Quote: For tens of millions of Americans, drought has become an ever-present natural disaster. – end’

Hogwash!!!! I find no back up in the writer’s assettion, none at ALL! I can say either “obviously, the writer has never been to a grocery store” or that “it’s made up of cobwebs, moonbeams and dust bunnies and a lot of wishful thinking”.

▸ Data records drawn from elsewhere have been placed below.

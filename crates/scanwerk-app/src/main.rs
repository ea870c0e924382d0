// SPDX-License-Identifier: PMPL-1.0-or-later
// Copyright (c) 2026 Jonathan D.A. Jewell (hyperpolymath) <jonathan.jewell@open.ac.uk>
//
// Scanwerk — scan paper pages into one searchable PDF
//
// Entry point. Initialises logging and interrupt cleanup, checks the external
// programs, resolves the configuration, and runs the pipeline.

mod cli;
mod prompt;

use std::io::{self, Write};
use std::process::ExitCode;

use clap::Parser;
use scanwerk_core::config;
use scanwerk_core::error::{Result, ScanwerkError};
use scanwerk_core::human_errors::humanize_error;
use scanwerk_document::workspace::SCRATCH;
use scanwerk_document::{Outcome, PathLocator, Pipeline, SystemRunner, preflight};
use tracing_subscriber::layer::SubscriberExt;
use tracing_subscriber::util::SubscriberInitExt;
use tracing_subscriber::{EnvFilter, Registry, fmt, reload};

use cli::Args;
use prompt::TerminalPrompter;

/// Exit status for a run that ended without failing, including one that
/// found its output already present.
const SUCCESS: u8 = 0;
/// Exit status for missing tools and every failed run.
const FAILURE: u8 = 1;
/// Exit status after SIGINT/SIGTERM.
const INTERRUPTED: u8 = 130;

type FilterHandle = reload::Handle<EnvFilter, Registry>;

fn main() -> ExitCode {
    let filter = init_logging();

    if let Err(err) = ctrlc::set_handler(|| {
        SCRATCH.remove_all();
        std::process::exit(i32::from(INTERRUPTED));
    }) {
        tracing::warn!(error = %err, "could not install the interrupt handler");
    }

    if let Err(err) = preflight(&PathLocator) {
        return ExitCode::from(finish(Err(err), false, &mut io::stdout()));
    }

    let args = Args::parse();
    if args.verbose {
        if let Err(err) = filter.modify(|current| *current = EnvFilter::new("debug")) {
            tracing::warn!(error = %err, "could not raise the log level");
        }
    }

    ExitCode::from(finish(run(&args), args.json, &mut io::stdout()))
}

fn run(args: &Args) -> Result<Outcome> {
    let mut prompter = TerminalPrompter::stdio();

    let config = config::resolve(&args.filename, args.to_layer(), &mut prompter)?;
    tracing::debug!(?config, "configuration resolved");

    let runner = SystemRunner;
    Pipeline::new(&runner, &mut prompter).run(&config)
}

/// Log how the run ended, print the JSON report when asked, and pick the
/// exit status.
fn finish(result: Result<Outcome>, json: bool, out: &mut dyn Write) -> u8 {
    match result {
        Ok(Outcome::Published(run_report)) if json => {
            let printed = serde_json::to_string_pretty(&run_report)
                .map_err(ScanwerkError::from)
                .and_then(|text| writeln!(out, "{text}").map_err(ScanwerkError::from));
            match printed {
                Ok(()) => SUCCESS,
                Err(err) => {
                    report(&err);
                    FAILURE
                }
            }
        }
        Ok(Outcome::Published(_)) => SUCCESS,
        // The pipeline has already logged the existing file.
        Ok(Outcome::OutputExists(_)) => SUCCESS,
        // Something appeared at the output path while the pages were scanned.
        Err(ScanwerkError::OutputExists(path)) => {
            tracing::error!("Output pdf {} already exists", path.display());
            SUCCESS
        }
        Err(err) => {
            report(&err);
            FAILURE
        }
    }
}

/// Log to stderr so stdout stays free for prompts and `--json`.
///
/// `RUST_LOG` wins when set; otherwise `info`. The handle lets `--verbose`
/// raise the level once the arguments have been parsed.
fn init_logging() -> FilterHandle {
    let filter = EnvFilter::try_from_default_env().unwrap_or_else(|_| EnvFilter::new("info"));
    let (filter, handle) = reload::Layer::new(filter);

    tracing_subscriber::registry()
        .with(filter)
        .with(fmt::layer().with_writer(io::stderr))
        .init();

    handle
}

/// Log `err` with its plain-English explanation.
fn report(err: &ScanwerkError) {
    let human = humanize_error(err);
    tracing::error!("{err}");
    tracing::error!("{}", human.message);
    tracing::info!("{}", human.suggestion);
}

If anyone is going without food, (and after watching people lining up at food pantries), there is no validity in anything that particular twidget says. It is BALDERDASH and wishful thinking, nothing else. Period.

4E Douglas
January 13, 2022 8:55 am

KGW TV article on ”Too much rain!!” Just this summer it was :”It ain’t gonna rain no more!!”
https://www.kgw.com/article/tech/science/climate-change/climate-change-landslides-increase/283-c77bca1a-5102-414d-9ba8-3dee5ee3838a

Duane
January 13, 2022 11:43 am

Unfalsifiable, global warming is.

“Heads I win, tails you lose!”

Olen
January 13, 2022 12:38 pm

CO2 is like baseball! CO2 is to climate change like baseball is the foundation of Western Civilization. 

January 13, 2022 1:11 pm

The increased precipitation from human activity is calculated to be only about 0.08%. Sect 6 of https://watervaporandwarming.blogspot.com

Steve Z
January 13, 2022 2:23 pm

Climate change causes droughts in some areas, and floods in other areas.

El Nino causes droughts in some areas, and floods in other areas.

La Nina causes droughts in some areas, and floods in other areas (not the same areas as for El Nino).

Has anyone ever found a correlation between CO2 concentrations and sea surface temperatures in the tropical Pacific (which drive El Nino and La Nina)? If not, then we just need to adapt to the precipitation we get. Let’s build dams and reservoirs to catch water from wet years to be used during dry years.

History tells us that the Roman Empire built many aqueducts over 2,000 years ago to transport snowmelt from the Alps and Appian mountains to cities along the Mediterranean coast with drier climates. Some of those aqueducts are still there.

Why can’t we do as the Romans did?

michael hart
January 15, 2022 3:26 pm

If there is one thing more dismal than Economists, it is surely Economists who think they can also calculate climate at the same time.